* Action item: Filter the entries for the word "over". Copy each line in which it occurs.

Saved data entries
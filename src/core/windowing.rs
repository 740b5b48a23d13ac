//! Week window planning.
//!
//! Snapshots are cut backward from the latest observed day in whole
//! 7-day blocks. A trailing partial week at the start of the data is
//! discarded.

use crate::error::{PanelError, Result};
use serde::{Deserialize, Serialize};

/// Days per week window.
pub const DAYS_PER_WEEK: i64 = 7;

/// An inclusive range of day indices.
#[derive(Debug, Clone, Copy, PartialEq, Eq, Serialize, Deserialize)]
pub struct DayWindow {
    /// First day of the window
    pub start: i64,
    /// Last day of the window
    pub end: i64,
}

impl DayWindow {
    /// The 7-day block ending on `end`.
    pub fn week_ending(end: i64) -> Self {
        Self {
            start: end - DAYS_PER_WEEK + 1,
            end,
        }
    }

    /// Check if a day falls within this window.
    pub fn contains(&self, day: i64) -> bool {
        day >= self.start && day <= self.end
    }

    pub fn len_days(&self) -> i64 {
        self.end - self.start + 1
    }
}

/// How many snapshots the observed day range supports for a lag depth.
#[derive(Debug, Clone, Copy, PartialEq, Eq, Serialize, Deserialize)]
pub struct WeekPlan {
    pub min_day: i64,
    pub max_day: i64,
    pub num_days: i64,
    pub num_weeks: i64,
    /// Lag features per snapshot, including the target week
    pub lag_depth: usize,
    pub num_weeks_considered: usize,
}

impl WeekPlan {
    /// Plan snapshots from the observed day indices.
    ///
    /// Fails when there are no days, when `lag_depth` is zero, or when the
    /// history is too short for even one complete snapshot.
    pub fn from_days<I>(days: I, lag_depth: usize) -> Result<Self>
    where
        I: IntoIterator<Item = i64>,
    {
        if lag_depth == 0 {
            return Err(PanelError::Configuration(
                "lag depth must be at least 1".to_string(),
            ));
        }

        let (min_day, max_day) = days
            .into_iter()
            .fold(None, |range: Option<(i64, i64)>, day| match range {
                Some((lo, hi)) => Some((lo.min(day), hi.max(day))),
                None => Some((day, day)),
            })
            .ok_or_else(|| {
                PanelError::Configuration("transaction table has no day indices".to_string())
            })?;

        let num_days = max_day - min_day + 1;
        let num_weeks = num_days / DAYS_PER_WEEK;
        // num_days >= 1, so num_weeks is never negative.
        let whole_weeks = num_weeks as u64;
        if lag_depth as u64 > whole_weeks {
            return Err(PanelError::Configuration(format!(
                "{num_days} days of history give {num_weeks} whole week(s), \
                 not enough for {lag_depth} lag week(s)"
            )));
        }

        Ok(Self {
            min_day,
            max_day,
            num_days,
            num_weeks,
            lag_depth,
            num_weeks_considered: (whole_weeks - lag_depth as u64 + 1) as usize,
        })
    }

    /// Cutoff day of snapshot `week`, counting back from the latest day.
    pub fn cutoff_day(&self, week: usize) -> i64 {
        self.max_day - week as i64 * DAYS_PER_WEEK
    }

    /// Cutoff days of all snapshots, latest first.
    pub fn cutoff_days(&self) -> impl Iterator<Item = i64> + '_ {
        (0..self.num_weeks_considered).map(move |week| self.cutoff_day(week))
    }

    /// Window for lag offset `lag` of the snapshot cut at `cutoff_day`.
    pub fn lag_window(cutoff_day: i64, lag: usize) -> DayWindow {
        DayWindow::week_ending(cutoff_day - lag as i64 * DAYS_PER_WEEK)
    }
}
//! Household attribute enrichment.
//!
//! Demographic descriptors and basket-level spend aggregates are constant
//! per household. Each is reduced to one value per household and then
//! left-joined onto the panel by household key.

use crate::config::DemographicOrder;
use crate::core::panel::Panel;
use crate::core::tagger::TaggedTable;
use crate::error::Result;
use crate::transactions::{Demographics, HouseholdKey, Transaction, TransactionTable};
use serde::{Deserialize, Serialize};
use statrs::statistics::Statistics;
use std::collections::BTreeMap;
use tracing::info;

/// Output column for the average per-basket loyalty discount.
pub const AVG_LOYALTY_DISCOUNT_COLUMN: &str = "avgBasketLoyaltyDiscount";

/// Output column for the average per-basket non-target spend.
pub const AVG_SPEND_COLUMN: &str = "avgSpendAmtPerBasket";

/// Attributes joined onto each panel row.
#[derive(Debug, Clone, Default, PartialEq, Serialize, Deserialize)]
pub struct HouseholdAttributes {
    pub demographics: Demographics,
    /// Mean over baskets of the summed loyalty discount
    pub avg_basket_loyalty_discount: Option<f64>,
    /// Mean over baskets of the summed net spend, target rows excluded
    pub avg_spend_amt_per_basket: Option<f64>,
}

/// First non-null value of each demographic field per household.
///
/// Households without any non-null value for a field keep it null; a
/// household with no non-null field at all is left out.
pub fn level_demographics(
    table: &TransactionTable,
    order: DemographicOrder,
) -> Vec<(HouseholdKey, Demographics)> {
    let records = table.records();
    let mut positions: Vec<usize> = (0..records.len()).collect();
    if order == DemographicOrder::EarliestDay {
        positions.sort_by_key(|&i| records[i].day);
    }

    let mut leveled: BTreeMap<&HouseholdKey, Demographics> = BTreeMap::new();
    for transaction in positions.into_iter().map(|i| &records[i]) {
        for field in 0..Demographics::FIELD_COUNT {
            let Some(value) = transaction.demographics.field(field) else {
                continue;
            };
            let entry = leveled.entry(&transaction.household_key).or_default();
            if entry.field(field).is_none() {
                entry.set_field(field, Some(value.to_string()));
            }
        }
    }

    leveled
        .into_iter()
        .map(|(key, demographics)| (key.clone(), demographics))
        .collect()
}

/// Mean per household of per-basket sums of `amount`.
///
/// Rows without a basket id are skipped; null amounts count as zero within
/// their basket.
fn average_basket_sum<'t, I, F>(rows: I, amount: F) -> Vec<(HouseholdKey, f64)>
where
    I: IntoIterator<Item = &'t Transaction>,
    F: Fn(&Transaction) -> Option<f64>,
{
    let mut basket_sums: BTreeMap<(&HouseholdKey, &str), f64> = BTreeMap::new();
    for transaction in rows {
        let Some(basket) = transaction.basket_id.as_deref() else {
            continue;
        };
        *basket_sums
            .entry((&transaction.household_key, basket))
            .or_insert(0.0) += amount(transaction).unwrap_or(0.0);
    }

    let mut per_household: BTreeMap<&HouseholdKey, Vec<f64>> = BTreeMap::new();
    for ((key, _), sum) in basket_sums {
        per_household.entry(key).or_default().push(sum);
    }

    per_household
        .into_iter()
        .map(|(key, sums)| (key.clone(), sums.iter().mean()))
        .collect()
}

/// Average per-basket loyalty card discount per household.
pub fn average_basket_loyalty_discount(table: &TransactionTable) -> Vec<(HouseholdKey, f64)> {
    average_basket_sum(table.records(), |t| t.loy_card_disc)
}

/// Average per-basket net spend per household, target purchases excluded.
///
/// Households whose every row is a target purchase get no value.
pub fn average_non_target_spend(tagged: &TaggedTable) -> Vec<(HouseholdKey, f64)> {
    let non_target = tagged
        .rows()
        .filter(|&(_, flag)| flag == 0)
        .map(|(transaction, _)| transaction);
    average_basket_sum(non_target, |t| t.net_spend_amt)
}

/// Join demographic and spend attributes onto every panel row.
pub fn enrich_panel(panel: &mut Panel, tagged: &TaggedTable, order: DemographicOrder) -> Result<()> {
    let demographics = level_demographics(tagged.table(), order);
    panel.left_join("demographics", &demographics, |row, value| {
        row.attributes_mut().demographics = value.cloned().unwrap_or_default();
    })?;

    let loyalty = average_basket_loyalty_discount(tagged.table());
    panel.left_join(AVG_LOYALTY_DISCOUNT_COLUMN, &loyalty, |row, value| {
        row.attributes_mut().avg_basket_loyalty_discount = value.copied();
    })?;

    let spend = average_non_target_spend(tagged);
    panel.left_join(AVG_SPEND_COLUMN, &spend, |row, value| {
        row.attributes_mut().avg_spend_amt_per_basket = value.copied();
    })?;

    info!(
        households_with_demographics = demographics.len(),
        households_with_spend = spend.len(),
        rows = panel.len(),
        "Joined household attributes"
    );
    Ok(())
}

* Solution to this task:
    /// Mean over baskets of the summed loyalty discount
    /// Mean over baskets of the summed net spend, target rows excluded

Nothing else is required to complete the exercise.